#### WORK INSTRUCTION:
Provide only the number of lines below that contain the word "loaded".

Records excerpted from a collection

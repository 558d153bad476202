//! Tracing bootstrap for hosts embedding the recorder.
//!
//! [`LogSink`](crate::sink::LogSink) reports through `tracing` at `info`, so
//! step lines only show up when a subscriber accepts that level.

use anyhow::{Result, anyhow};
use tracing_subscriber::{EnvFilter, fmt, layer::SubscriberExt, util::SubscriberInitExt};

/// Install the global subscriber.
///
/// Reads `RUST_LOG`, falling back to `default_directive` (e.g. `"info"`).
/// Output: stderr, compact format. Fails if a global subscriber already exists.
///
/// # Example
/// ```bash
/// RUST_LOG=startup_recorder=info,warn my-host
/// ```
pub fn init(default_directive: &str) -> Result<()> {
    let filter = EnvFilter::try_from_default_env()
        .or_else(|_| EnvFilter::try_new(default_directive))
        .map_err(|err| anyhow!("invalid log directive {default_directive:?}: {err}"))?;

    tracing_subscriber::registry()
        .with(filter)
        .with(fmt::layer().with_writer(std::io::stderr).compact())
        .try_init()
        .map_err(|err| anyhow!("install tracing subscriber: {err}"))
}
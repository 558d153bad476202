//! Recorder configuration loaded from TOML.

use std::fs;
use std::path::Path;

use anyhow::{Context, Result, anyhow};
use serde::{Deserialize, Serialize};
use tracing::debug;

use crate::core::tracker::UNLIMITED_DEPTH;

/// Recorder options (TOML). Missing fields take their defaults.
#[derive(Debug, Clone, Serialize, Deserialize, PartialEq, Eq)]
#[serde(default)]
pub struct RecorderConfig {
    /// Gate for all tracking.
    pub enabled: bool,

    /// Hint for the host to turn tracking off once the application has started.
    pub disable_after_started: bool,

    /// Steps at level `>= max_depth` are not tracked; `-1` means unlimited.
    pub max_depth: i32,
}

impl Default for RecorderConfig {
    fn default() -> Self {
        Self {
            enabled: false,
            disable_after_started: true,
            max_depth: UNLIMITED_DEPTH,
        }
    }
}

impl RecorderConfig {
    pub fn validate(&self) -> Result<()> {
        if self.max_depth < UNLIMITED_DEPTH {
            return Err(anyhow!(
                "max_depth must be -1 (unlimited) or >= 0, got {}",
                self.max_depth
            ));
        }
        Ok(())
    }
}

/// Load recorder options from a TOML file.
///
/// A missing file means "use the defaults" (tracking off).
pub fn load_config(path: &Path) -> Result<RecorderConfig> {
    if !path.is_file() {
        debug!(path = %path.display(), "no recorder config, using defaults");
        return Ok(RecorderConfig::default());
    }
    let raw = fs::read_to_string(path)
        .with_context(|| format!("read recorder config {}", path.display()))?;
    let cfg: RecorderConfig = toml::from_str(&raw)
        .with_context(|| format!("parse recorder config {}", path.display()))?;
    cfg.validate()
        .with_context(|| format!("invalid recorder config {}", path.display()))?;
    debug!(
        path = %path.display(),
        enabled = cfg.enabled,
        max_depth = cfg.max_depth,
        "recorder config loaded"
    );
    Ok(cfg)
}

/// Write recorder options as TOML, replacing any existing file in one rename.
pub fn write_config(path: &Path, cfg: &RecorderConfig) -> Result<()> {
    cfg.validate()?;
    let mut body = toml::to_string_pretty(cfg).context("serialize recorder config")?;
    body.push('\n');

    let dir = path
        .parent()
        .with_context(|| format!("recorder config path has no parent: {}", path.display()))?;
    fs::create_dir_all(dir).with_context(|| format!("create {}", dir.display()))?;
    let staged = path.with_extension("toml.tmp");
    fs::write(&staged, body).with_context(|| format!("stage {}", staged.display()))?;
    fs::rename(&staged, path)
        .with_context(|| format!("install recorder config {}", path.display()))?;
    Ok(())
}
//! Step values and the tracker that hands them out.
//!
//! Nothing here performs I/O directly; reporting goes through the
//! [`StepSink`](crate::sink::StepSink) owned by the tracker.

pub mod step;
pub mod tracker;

#### THE ANSWER:
2